As eleições municipais representam oportunidade única para os partidos do campo popular e democrático demonstrarem aos eleitores compromisso com programas, propostas e soluções para os problemas, bem como com os valores fundamentais da democracia, equidade, justiça, direitos humanos, proteção do meio ambiente e promoção de serviços públicos de qualidade, contrapondo-se às forças atrasadas e antidemocráticas. É o que diz Antonio Augusto de Queiroz, jornalista, analista e consultor político, mestre em Políticas Públicas e Governo da Fundação Getúlio Vargas.
Queiroz destaca que esta é a “ocasião de grande valor para promover o resgate da confiança pública e restabelecer o pacto entre eleitorado e eleitos a partir da noção de “coisa pública” e democracia representativa, buscando legitimidade em cada ação ao longo dos mandatos, não apenas durante o período eleitoral.”

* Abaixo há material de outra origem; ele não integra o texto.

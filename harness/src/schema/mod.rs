//! Schema lookup facade. Answers which accounts, signers and arguments an
//! instruction requires, with argument types resolved to `ArgType` once at
//! lookup time.

pub mod idl;

use {
    crate::{
        client::Cluster,
        error::SchemaError,
        tokens::{PREFIX_TOKENS, TRAILING_TOKENS},
        transaction::anchor_discriminator,
    },
    borsh::BorshSerialize,
    std::{collections::HashSet, fmt, io, str::FromStr},
    trezoa_pubkey::Pubkey,
};

pub use idl::{Idl, IdlRegistry, IdlSource};

/// A declared argument type. Scalars carry their own coercion.
#[derive(Clone, Debug, PartialEq, Eq)]
pub enum ArgType {
    Bool,
    U8,
    U16,
    U32,
    U64,
    U128,
    I8,
    I16,
    I32,
    I64,
    I128,
    F32,
    F64,
    String,
    Pubkey,
    /// A fixed-length array of the element type.
    Array(Box<ArgType>, usize),
    /// A type the binder cannot coerce, kept by its declared name.
    Unsupported(String),
}

impl ArgType {
    /// Resolve a primitive type name as it appears in an interface schema.
    pub fn from_name(name: &str) -> Self {
        match name {
            "bool" => Self::Bool,
            "u8" => Self::U8,
            "u16" => Self::U16,
            "u32" => Self::U32,
            "u64" => Self::U64,
            "u128" => Self::U128,
            "i8" => Self::I8,
            "i16" => Self::I16,
            "i32" => Self::I32,
            "i64" => Self::I64,
            "i128" => Self::I128,
            "f32" => Self::F32,
            "f64" => Self::F64,
            "string" => Self::String,
            "pubkey" | "publicKey" => Self::Pubkey,
            other => Self::Unsupported(other.to_string()),
        }
    }

    /// The element type and length, if this is a fixed-length array.
    pub fn as_array(&self) -> Option<(&ArgType, usize)> {
        match self {
            Self::Array(element, len) => Some((element, *len)),
            _ => None,
        }
    }

    /// Returns `true` if a single token can be coerced to this type.
    pub fn is_scalar(&self) -> bool {
        !matches!(self, Self::Array(..) | Self::Unsupported(_))
    }

    /// Coerce a raw token. Returns `None` if the token does not parse, or if
    /// this type is not a scalar.
    pub fn coerce(&self, raw: &str) -> Option<ArgValue> {
        let value = match self {
            Self::Bool => ArgValue::Bool(parse_bool(raw)?),
            Self::U8 => ArgValue::U8(raw.parse().ok()?),
            Self::U16 => ArgValue::U16(raw.parse().ok()?),
            Self::U32 => ArgValue::U32(raw.parse().ok()?),
            Self::U64 => ArgValue::U64(raw.parse().ok()?),
            Self::U128 => ArgValue::U128(raw.parse().ok()?),
            Self::I8 => ArgValue::I8(raw.parse().ok()?),
            Self::I16 => ArgValue::I16(raw.parse().ok()?),
            Self::I32 => ArgValue::I32(raw.parse().ok()?),
            Self::I64 => ArgValue::I64(raw.parse().ok()?),
            Self::I128 => ArgValue::I128(raw.parse().ok()?),
            Self::F32 => ArgValue::F32(raw.parse().ok()?),
            Self::F64 => ArgValue::F64(raw.parse().ok()?),
            Self::String => ArgValue::String(raw.to_string()),
            Self::Pubkey => ArgValue::Pubkey(Pubkey::from_str(raw).ok()?),
            Self::Array(..) | Self::Unsupported(_) => return None,
        };
        Some(value)
    }
}

fn parse_bool(raw: &str) -> Option<bool> {
    if raw.eq_ignore_ascii_case("true") {
        Some(true)
    } else if raw.eq_ignore_ascii_case("false") {
        Some(false)
    } else {
        None
    }
}

impl fmt::Display for ArgType {
    fn fmt(&self, f: &mut fmt::Formatter<'_>) -> fmt::Result {
        let name = match self {
            Self::Bool => "bool",
            Self::U8 => "u8",
            Self::U16 => "u16",
            Self::U32 => "u32",
            Self::U64 => "u64",
            Self::U128 => "u128",
            Self::I8 => "i8",
            Self::I16 => "i16",
            Self::I32 => "i32",
            Self::I64 => "i64",
            Self::I128 => "i128",
            Self::F32 => "f32",
            Self::F64 => "f64",
            Self::String => "string",
            Self::Pubkey => "pubkey",
            Self::Array(element, len) => return write!(f, "[{element}; {len}]"),
            Self::Unsupported(name) => name,
        };
        f.write_str(name)
    }
}

/// A typed argument value.
#[derive(Clone, Debug, PartialEq)]
pub enum ArgValue {
    Bool(bool),
    U8(u8),
    U16(u16),
    U32(u32),
    U64(u64),
    U128(u128),
    I8(i8),
    I16(i16),
    I32(i32),
    I64(i64),
    I128(i128),
    F32(f32),
    F64(f64),
    String(String),
    Pubkey(Pubkey),
    Array(Vec<ArgValue>),
}

impl ArgValue {
    /// Append the Borsh encoding of the value. Fixed-length arrays carry no
    /// length prefix.
    pub fn encode(&self, out: &mut Vec<u8>) -> io::Result<()> {
        self.serialize(out)
    }
}

impl BorshSerialize for ArgValue {
    fn serialize<W: io::Write>(&self, writer: &mut W) -> io::Result<()> {
        match self {
            Self::Bool(v) => v.serialize(writer),
            Self::U8(v) => v.serialize(writer),
            Self::U16(v) => v.serialize(writer),
            Self::U32(v) => v.serialize(writer),
            Self::U64(v) => v.serialize(writer),
            Self::U128(v) => v.serialize(writer),
            Self::I8(v) => v.serialize(writer),
            Self::I16(v) => v.serialize(writer),
            Self::I32(v) => v.serialize(writer),
            Self::I64(v) => v.serialize(writer),
            Self::I128(v) => v.serialize(writer),
            Self::F32(v) => v.serialize(writer),
            Self::F64(v) => v.serialize(writer),
            Self::String(v) => v.serialize(writer),
            Self::Pubkey(v) => v.to_bytes().serialize(writer),
            Self::Array(values) => values.iter().try_for_each(|v| v.serialize(writer)),
        }
    }
}

/// An account slot required by an instruction.
#[derive(Clone, Debug, PartialEq, Eq)]
pub struct AccountSpec {
    pub name: String,
    pub signer: bool,
    pub writable: bool,
}

/// An argument slot required by an instruction.
#[derive(Clone, Debug, PartialEq, Eq)]
pub struct ArgSpec {
    pub name: String,
    pub ty: ArgType,
}

/// Everything the binders need to know about one instruction.
#[derive(Clone, Debug, PartialEq, Eq)]
pub struct InstructionSchema {
    pub name: String,
    /// The 8-byte selector prefixed to the instruction data.
    pub discriminator: [u8; 8],
    pub accounts: Vec<AccountSpec>,
    pub args: Vec<ArgSpec>,
}

impl InstructionSchema {
    /// A schema using the Anchor discriminator derived from `name`.
    pub fn new(name: impl Into<String>, accounts: Vec<AccountSpec>, args: Vec<ArgSpec>) -> Self {
        let name = name.into();
        Self {
            discriminator: anchor_discriminator(&name),
            name,
            accounts,
            args,
        }
    }

    /// Account names, in slot order.
    pub fn required_accounts(&self) -> Vec<&str> {
        self.accounts.iter().map(|a| a.name.as_str()).collect()
    }

    /// The subset of required accounts that must sign.
    pub fn signer_accounts(&self) -> HashSet<&str> {
        self.accounts
            .iter()
            .filter(|a| a.signer)
            .map(|a| a.name.as_str())
            .collect()
    }

    pub fn required_args(&self) -> &[ArgSpec] {
        &self.args
    }

    /// The exact number of tokens a row invoking this instruction must have.
    pub fn expected_tokens(&self) -> usize {
        PREFIX_TOKENS + self.accounts.len() + self.args.len() + TRAILING_TOKENS
    }
}

/// A source of published program interfaces.
pub trait SchemaProvider {
    /// Names of every instruction the program exposes.
    fn instructions(&self, program: &str) -> Result<Vec<String>, SchemaError>;

    /// The slots of one instruction.
    fn instruction(&self, program: &str, instruction: &str)
        -> Result<InstructionSchema, SchemaError>;

    /// The on-chain address of the program.
    fn program_id(&self, program: &str) -> Result<Pubkey, SchemaError>;

    /// The cluster the program is deployed to.
    fn cluster(&self, program: &str) -> Result<Cluster, SchemaError>;
}
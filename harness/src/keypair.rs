//! Wallet keypairs and the loader that reads them from a wallets directory.
//!
//! Keypair files use the Solana CLI layout: a JSON array of 64 bytes, the
//! secret key followed by the public key. A wallet's address is always
//! derived from its secret key; a file whose public half disagrees is
//! rejected.

pub use {trezoa_keypair::Keypair, trezoa_signer::Signer};
use {
    std::path::{Path, PathBuf},
    trezoa_keypair::read_keypair_file,
};

/// Resolves wallet names to keypairs.
pub trait KeypairLoader {
    /// Where the wallet named `name` lives.
    fn path(&self, name: &str) -> PathBuf;

    /// Load the wallet named `name`, or `None` if it is missing or invalid.
    fn load(&self, name: &str) -> Option<Keypair>;
}

/// A directory of keypair files, addressed by file name.
#[derive(Clone, Debug)]
pub struct WalletDir {
    root: PathBuf,
}

impl WalletDir {
    pub fn new(root: impl Into<PathBuf>) -> Self {
        Self { root: root.into() }
    }

    pub fn root(&self) -> &Path {
        &self.root
    }
}

impl KeypairLoader for WalletDir {
    fn path(&self, name: &str) -> PathBuf {
        self.root.join(name)
    }

    fn load(&self, name: &str) -> Option<Keypair> {
        let path = self.path(name);
        let stored = match read_keypair_file(&path) {
            Ok(keypair) => keypair,
            Err(err) => {
                log::debug!("Cannot load wallet {}: {}", path.display(), err);
                return None;
            }
        };

        let derived = Keypair::new_from_array(*stored.secret_bytes());
        if derived.pubkey() != stored.pubkey() {
            log::debug!(
                "Wallet {} public key does not match its secret key",
                path.display()
            );
            return None;
        }
        Some(derived)
    }
}
//! The batch report: one row per scenario that made it through binding.

use {
    crate::types::ScenarioResult,
    std::{
        fs, io,
        path::{Path, PathBuf},
    },
};

const RESULTS_SUFFIX: &str = "_results";
const RESULTS_EXTENSION: &str = "csv";

/// Ordered accumulator of scenario results for one batch run.
#[derive(Clone, Debug, Default, PartialEq, Eq)]
pub struct BatchReport {
    results: Vec<ScenarioResult>,
}

impl BatchReport {
    pub fn new() -> Self {
        Self::default()
    }

    pub fn push(&mut self, result: ScenarioResult) {
        self.results.push(result);
    }

    pub fn len(&self) -> usize {
        self.results.len()
    }

    pub fn is_empty(&self) -> bool {
        self.results.is_empty()
    }

    pub fn iter(&self) -> impl Iterator<Item = &ScenarioResult> {
        self.results.iter()
    }

    /// Get a result by its trace ID.
    pub fn get(&self, trace_id: &str) -> Option<&ScenarioResult> {
        self.results.iter().find(|r| r.trace_id == trace_id)
    }

    /// The report rows, in the order the scenarios ran.
    pub fn rows(&self) -> Vec<String> {
        self.results.iter().map(ScenarioResult::to_row).collect()
    }

    /// Where the report for `trace_file` lands inside `results_dir`:
    /// the trace file's base name with a `_results` suffix.
    pub fn report_path(results_dir: &Path, trace_file: &Path) -> PathBuf {
        let stem = trace_file
            .file_stem()
            .map(|stem| stem.to_string_lossy().into_owned())
            .unwrap_or_default();
        results_dir.join(format!("{stem}{RESULTS_SUFFIX}.{RESULTS_EXTENSION}"))
    }

    /// Write the report for `trace_file`, creating `results_dir` if needed.
    ///
    /// An existing report is overwritten, never appended to.
    pub fn write(&self, results_dir: &Path, trace_file: &Path) -> io::Result<PathBuf> {
        fs::create_dir_all(results_dir)?;
        let path = Self::report_path(results_dir, trace_file);

        let mut contents = String::new();
        for row in self.rows() {
            contents.push_str(&row);
            contents.push('\n');
        }
        fs::write(&path, contents)?;

        log::debug!("Wrote {} result rows to {}", self.len(), path.display());
        Ok(path)
    }
}

impl FromIterator<ScenarioResult> for BatchReport {
    fn from_iter<I: IntoIterator<Item = ScenarioResult>>(iter: I) -> Self {
        Self {
            results: iter.into_iter().collect(),
        }
    }
}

Ele entende que para “alcançar esse propósito, os partidos poderiam elaborar “manifesto”, fundamentado em compromissos com políticas públicas e valores republicanos, exigindo que todos os candidatos e candidatas subscrevessem tais princípios. Esses teriam como base alguns “considerandos” orientadores de espécie de “carta-compromisso”, semelhante à que tive a honra de formular e incluir como anexo à cartilha do DIAP, com o título “Eleições municipais: orientação a eleitores e a candidatas e candidatos”.
Considerações
Como sugestão, propôs os “considerandos a seguir”, porém, como se trata apenas de recomendação, cada partido poderá adequar a carta-compromisso aos seus princípios e prioridades, produzindo algo adequado à sua realidade:
“Considerando que o povo, na condição de eleitor, é o legítimo titular do poder e, ao conferir mandato a alguém para representá-lo, o faz com base na trajetória — política/pessoal/profissional/ética — da candidata ou candidato, respaldado no programa apresentado durante a campanha e na exigência de prestação de contas do seu mandato;
Considerando que o eleitor também espera que a candidata ou candidato, uma vez eleito e no cumprimento do mandato, seja autêntico e republicano no exercício das 3 dimensões da atuação parlamentar, a saber, representante da vontade popular, legislador e fiscalizador dos atos e gastos governamentais;
Considerando que exercer cargos eletivos demanda compreensão das necessidades e carências da sociedade e não apenas das preferências pessoais ou de grupos;
Considerando que a coerência entre discurso e prática é o que legitima o exercício da representação e da governança;
Considerando que o cidadão e os movimentos sociais, cívicos e éticos devem apoiar apenas candidaturas comprometidas com causas e projetos que coincidam com os interesses, aspirações, desejos e reivindicações dos munícipes;
Considerando que a descrença na política, nos detentores de mandatos e nos agentes públicos decorre da ausência de confiança na seriedade, na decência e no compromisso dos representantes para com os representados; e
Considerando, ainda, que a ética e a transparência dos atos públicos devem ser premissas indispensáveis à relação de confiança entre representantes e representados.
Compromissos
As candidatas ou candidatos pelos partidos políticos que subscrevem este Manifesto assumem os seguintes compromissos:
1º – Ética na condução do mandato
- Contratar apenas pessoas qualificadas e comprometidas com os princípios deste Manifesto para os gabinetes de apoio aos mandatos;
- Patrocinar ou apoiar exclusivamente pleitos e proposições que sejam ética e moralmente defensáveis;
- Rejeitar todas as propostas que vão contra o interesse dos munícipes ou que possuam caráter antirrepublicano;
- Recusar chantagens, ameaças ou favores em troca de votos nos legislativos; e
- Não tolerar desvios de conduta.
2º – Transparência e prestação de contas dos mandatos
- Prestar contas do mandato e da atuação parlamentar, divulgando todos os pronunciamentos, votações e iniciativas no âmbito dos legislativos;
- Fomentar a transparência ativa, publicando a agenda institucional dos gabinetes de apoio aos mandatos;
- Informar detalhadamente como são utilizadas as verbas de gabinete e as verbas indenizatórias; e
- Divulgar de forma transparente a destinação das emendas aos orçamentos.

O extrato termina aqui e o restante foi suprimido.